I hear some of these names, you know.
It's one thing to be a guy that's been in it 20 years and everybody knows he's
coming and he's just a dick.
Notice I'm saying he a lot, by the way.
You know what I'm saying?
All right.
Let's talk about this because we,
we were out there and you said
you never won a Stanley Cup and
what is it like to chase
something because that was your whole goal.
It wasn't just to make the NHL.
It was I want to win a Stanley Cup.
That was the goal, yeah.
And when you don't, what's your last
season like when you realize that?
Who is your last team?
The last team was the L.A. Kings.
And it was one season?
One season.
And what was your record?
I don't know. I ended up getting
released halfway through the year
because they had to see if two young guys,
the quote was,
we need to see if these two young guys can play.
So we need to release you.
And I'm like,
you know I can play.
And they're like,
we know,
but we need to see if they can play.
And I did that to somebody
when I entered the league.
Right, yeah.
So I understand that evolution,
the game passes us all.
One day, it's going to be your turn.
Nobody beats Father time.
You know, the game passes us all.
And, but that was the hardest.
It took me five years, Ryan,
to even say the words,
I retire. So my last game was in 2017. It wasn't until 2022 that I said, I retire. And even then,
I was uncomfortable with it because saying those words meant accepting 30 years of failure
of not winning a Stanley Cup. And I couldn't, I didn't know how to accept that. So were you
still trying to play for teams during that? I wasn't. No, I wasn't. So I, so I. You were. You just
didn't want to say it.
I was, yeah, I was in, I was locked in, I wasn't pursuing hockey any further, but I couldn't
accept the fact that I had spent 32 years of my life chasing one thing, and now that
thing was not ever going to happen.
So let me ask you, I believe you played for your Olympic team, didn't you?

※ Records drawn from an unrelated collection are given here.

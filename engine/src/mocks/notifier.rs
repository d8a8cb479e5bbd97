use crate::notify::{DeliveryError, DonorAlert, DonorNotifier};
use crate::types::Email;
use std::collections::HashSet;
use std::future::Future;
use std::pin::Pin;
use std::sync::{Arc, Mutex, PoisonError};

#[derive(Debug, Default)]
struct Recorded {
    alerts: Vec<DonorAlert>,
    failing: HashSet<Email>,
}

/// Notifier that records every alert it is asked to send.
///
/// Clones share the same record. Deliveries to addresses registered with
/// [`RecordingNotifier::fail_for`] are recorded and then reported as failed.
#[derive(Clone, Debug, Default)]
pub struct RecordingNotifier {
    recorded: Arc<Mutex<Recorded>>,
}

impl RecordingNotifier {
    /// Notifier that delivers everything
    #[must_use]
    pub fn new() -> Self {
        Self::default()
    }

    /// Make deliveries to `email` fail
    pub fn fail_for(&self, email: &Email) {
        self.lock().failing.insert(email.clone());
    }

    /// Every alert attempted so far, in send order
    #[must_use]
    pub fn alerts(&self) -> Vec<DonorAlert> {
        self.lock().alerts.clone()
    }

    /// Number of alerts attempted
    #[must_use]
    pub fn sent_count(&self) -> usize {
        self.lock().alerts.len()
    }

    /// Alerts attempted for `email`
    #[must_use]
    pub fn sent_to(&self, email: &Email) -> usize {
        self.lock().alerts.iter().filter(|a| &a.donor_email == email).count()
    }

    fn lock(&self) -> std::sync::MutexGuard<'_, Recorded> {
        self.recorded.lock().unwrap_or_else(PoisonError::into_inner)
    }
}

impl DonorNotifier for RecordingNotifier {
    fn send(
        &self,
        alert: DonorAlert,
    ) -> Pin<Box<dyn Future<Output = Result<(), DeliveryError>> + Send>> {
        let result = {
            let mut recorded = self.lock();
            let fails = recorded.failing.contains(&alert.donor_email);
            let to = alert.donor_email.to_string();
            recorded.alerts.push(alert);
            if fails {
                Err(DeliveryError::Transport(format!("mailbox unavailable: {to}")))
            } else {
                Ok(())
            }
        };
        Box::pin(async move { result })
    }
}
//! # BloodBridge Testing
//!
//! Testing utilities and helpers for BloodBridge reducers and stores.
//!
//! This crate provides:
//! - Mock implementations of Environment traits (clock, id generator)
//! - An in-memory record store that counts saves
//! - The [`ReducerTest`] scenario harness for reducers whose state records
//!   the last rejection, with follow-up effect checks
//!
//! ## Example
//!
//! ```ignore
//! use bloodbridge_testing::{InMemoryRecordStore, test_clock};
//!
//! #[tokio::test]
//! async fn registers_a_donor() {
//!     let records = Arc::new(InMemoryRecordStore::new());
//!     let app = BloodBridge::builder(records.clone()).clock(test_clock()).build();
//!
//!     app.register_donor(form).await?;
//!
//!     assert_eq!(records.records(Table::Donors).len(), 1);
//! }
//! ```

use bloodbridge_core::environment::{Clock, IdGenerator};
use chrono::{DateTime, Utc};


pub use reducer_test::{ReducerTest, Rejecting, assertions};

/// Mock implementations of Environment traits and collaborators.
pub mod mocks {
    use super::{Clock, DateTime, IdGenerator, Utc};
    use bloodbridge_core::record_store::{Record, RecordStore, RecordStoreError, Table};
    use chrono::Duration;
    use std::collections::HashMap;
    use std::future::Future;
    use std::pin::Pin;
    use std::sync::atomic::{AtomicU64, Ordering};
    use std::sync::{Arc, Mutex, PoisonError};

    /// Controllable clock for deterministic tests
    ///
    /// Returns the same time until moved with [`FixedClock::set`] or
    /// [`FixedClock::advance`]. Clones share the same time, so a test can keep
    /// one handle while the environment owns another.
    ///
    /// # Example
    ///
    /// ```
    /// use bloodbridge_testing::mocks::FixedClock;
    /// use bloodbridge_core::environment::Clock;
    /// use chrono::{Duration, Utc};
    ///
    /// let clock = FixedClock::new(Utc::now());
    /// let time1 = clock.now();
    /// assert_eq!(time1, clock.now());
    ///
    /// clock.advance(Duration::seconds(30));
    /// assert_eq!(clock.now() - time1, Duration::seconds(30));
    /// ```
    #[derive(Debug, Clone)]
    pub struct FixedClock {
        time: Arc<Mutex<DateTime<Utc>>>,
    }

    impl FixedClock {
        /// Create a new fixed clock with the given time
        #[must_use]
        pub fn new(time: DateTime<Utc>) -> Self {
            Self {
                time: Arc::new(Mutex::new(time)),
            }
        }

        /// Move the clock to `time`
        pub fn set(&self, time: DateTime<Utc>) {
            *self.time.lock().unwrap_or_else(PoisonError::into_inner) = time;
        }

        /// Move the clock forward by `by`
        pub fn advance(&self, by: Duration) {
            let mut time = self.time.lock().unwrap_or_else(PoisonError::into_inner);
            *time += by;
        }
    }

    impl Clock for FixedClock {
        fn now(&self) -> DateTime<Utc> {
            *self.time.lock().unwrap_or_else(PoisonError::into_inner)
        }
    }

    /// Create a default fixed clock for tests (2025-01-01 00:00:00 UTC)
    ///
    /// # Panics
    ///
    /// This function will panic if the hardcoded timestamp fails to parse,
    /// which should never happen in practice.
    #[must_use]
    #[allow(clippy::expect_used)]
    pub fn test_clock() -> FixedClock {
        FixedClock::new(
            DateTime::parse_from_rfc3339("2025-01-01T00:00:00Z")
                .expect("hardcoded timestamp should always parse")
                .with_timezone(&Utc),
        )
    }

    /// Predictable ids: `prefix` followed by a zero-padded counter.
    #[derive(Debug, Clone)]
    pub struct SequentialIdGenerator {
        prefix: String,
        next: Arc<AtomicU64>,
    }

    impl SequentialIdGenerator {
        /// Ids `"{prefix}0001"`, `"{prefix}0002"`, ...
        #[must_use]
        pub fn new(prefix: impl Into<String>) -> Self {
            Self {
                prefix: prefix.into(),
                next: Arc::new(AtomicU64::new(1)),
            }
        }
    }

    impl Default for SequentialIdGenerator {
        fn default() -> Self {
            Self::new("id")
        }
    }

    impl IdGenerator for SequentialIdGenerator {
        fn next_id(&self) -> String {
            let n = self.next.fetch_add(1, Ordering::Relaxed);
            format!("{}{n:04}", self.prefix)
        }
    }

    #[derive(Debug, Default)]
    struct Tables {
        records: HashMap<Table, Vec<Record>>,
        saves: HashMap<Table, usize>,
    }

    /// In-memory record store for tests.
    ///
    /// Tables start empty. Every `save` replaces the table and bumps a
    /// per-table counter that tests can inspect.
    #[derive(Debug, Default)]
    pub struct InMemoryRecordStore {
        tables: Mutex<Tables>,
    }

    impl InMemoryRecordStore {
        /// Create an empty store
        #[must_use]
        pub fn new() -> Self {
            Self::default()
        }

        /// Replace `table` without counting a save
        pub fn seed(&self, table: Table, records: Vec<Record>) {
            let mut tables = self.tables.lock().unwrap_or_else(PoisonError::into_inner);
            tables.records.insert(table, records);
        }

        /// Snapshot of `table`'s records
        #[must_use]
        pub fn records(&self, table: Table) -> Vec<Record> {
            let tables = self.tables.lock().unwrap_or_else(PoisonError::into_inner);
            tables.records.get(&table).cloned().unwrap_or_default()
        }

        /// Number of saves performed on `table`
        #[must_use]
        pub fn save_count(&self, table: Table) -> usize {
            let tables = self.tables.lock().unwrap_or_else(PoisonError::into_inner);
            tables.saves.get(&table).copied().unwrap_or(0)
        }
    }

    impl RecordStore for InMemoryRecordStore {
        fn load(
            &self,
            table: Table,
        ) -> Pin<Box<dyn Future<Output = Result<Vec<Record>, RecordStoreError>> + Send + '_>>
        {
            let records = self.records(table);
            Box::pin(async move { Ok(records) })
        }

        fn save(
            &self,
            table: Table,
            records: Vec<Record>,
        ) -> Pin<Box<dyn Future<Output = Result<(), RecordStoreError>> + Send + '_>> {
            {
                let mut tables = self.tables.lock().unwrap_or_else(PoisonError::into_inner);
                tables.records.insert(table, records);
                *tables.saves.entry(table).or_insert(0) += 1;
            }
            Box::pin(async { Ok(()) })
        }
    }
}

/// Test helpers and utilities.
pub mod helpers {
    /// Install a test-friendly tracing subscriber, honouring `RUST_LOG`.
    ///
    /// Safe to call from every test; only the first call installs.
    pub fn init_tracing() {
        let _ = tracing_subscriber::fmt()
            .with_env_filter(
                tracing_subscriber::EnvFilter::try_from_default_env()
                    .unwrap_or_else(|_| tracing_subscriber::EnvFilter::new("warn")),
            )
            .with_test_writer()
            .try_init();
    }
}

// Re-export commonly used items
pub use mocks::{FixedClock, InMemoryRecordStore, SequentialIdGenerator, test_clock};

I played for, not Olympic team, junior world championship and men's world championship, but not
Olympics.
Okay.
Yeah.
You've played at the highest level in hockey in the world.
Yeah.
Against the best in the world.
Were you ever an all-star?
No, it was never an all-star.
So what about this makes it a failure just because you didn't hold that trophy?
More than that, I wanted it for my mom and dad.
I wanted it for my brother and sister.
All my friends growing up, my school teachers, players I played with, our community, coaches that bumped
me to the next level, every single person involved in my journey. And I once did a presentation of,
I called it my hockey journey. I did a presentation on my life through hockey. And in doing that
presentation, I learned that I was responsible for about 10% of my success. That's it. And that's
just, that was just the hard work that I put in. My parents got me to the rink. They paid for everything.
My brother and sister supported me. Friends supported me. Other teammates couldn't have done it without
other coaches were involved in the host family host like Leonard Debbie everybody along the way I
paid it when I was 13 I paid a farmer in town 25 dollars to weld me a squat rack to hold a barbell
no shit can yeah Ken Myers like there's when I did this a hockey journey there was so many people
I'm like wow I'm responsible for 10% of my success I wanted so it wasn't just me winning the
Stanley Cup it was for all of them
It almost makes me emotional talking about it.
It was for all of them to have it as well.
I admire that.
When does it hit you, though, that all those people really wanted for you was for you to just be happy and go for it?
When does that actually sit in that you're not a loser if you don't come home with a Stanley Cup?
Because here's the other thing, brother.
This isn't tennis or boxing or MMA.
You've got a whole team you have to depend on.
If the star gets a DUI and we're fucked.
You know what I mean?
Like you're in a band and the singers fucking throat's trash.
We're fucked.
It's not just you going out there.
It's every single element that goes into team sports.
And I understand that.
You know.
I do.
I understand that.
It's also the beauty of it.
Like when you win as a team, you get to rejoice with everybody.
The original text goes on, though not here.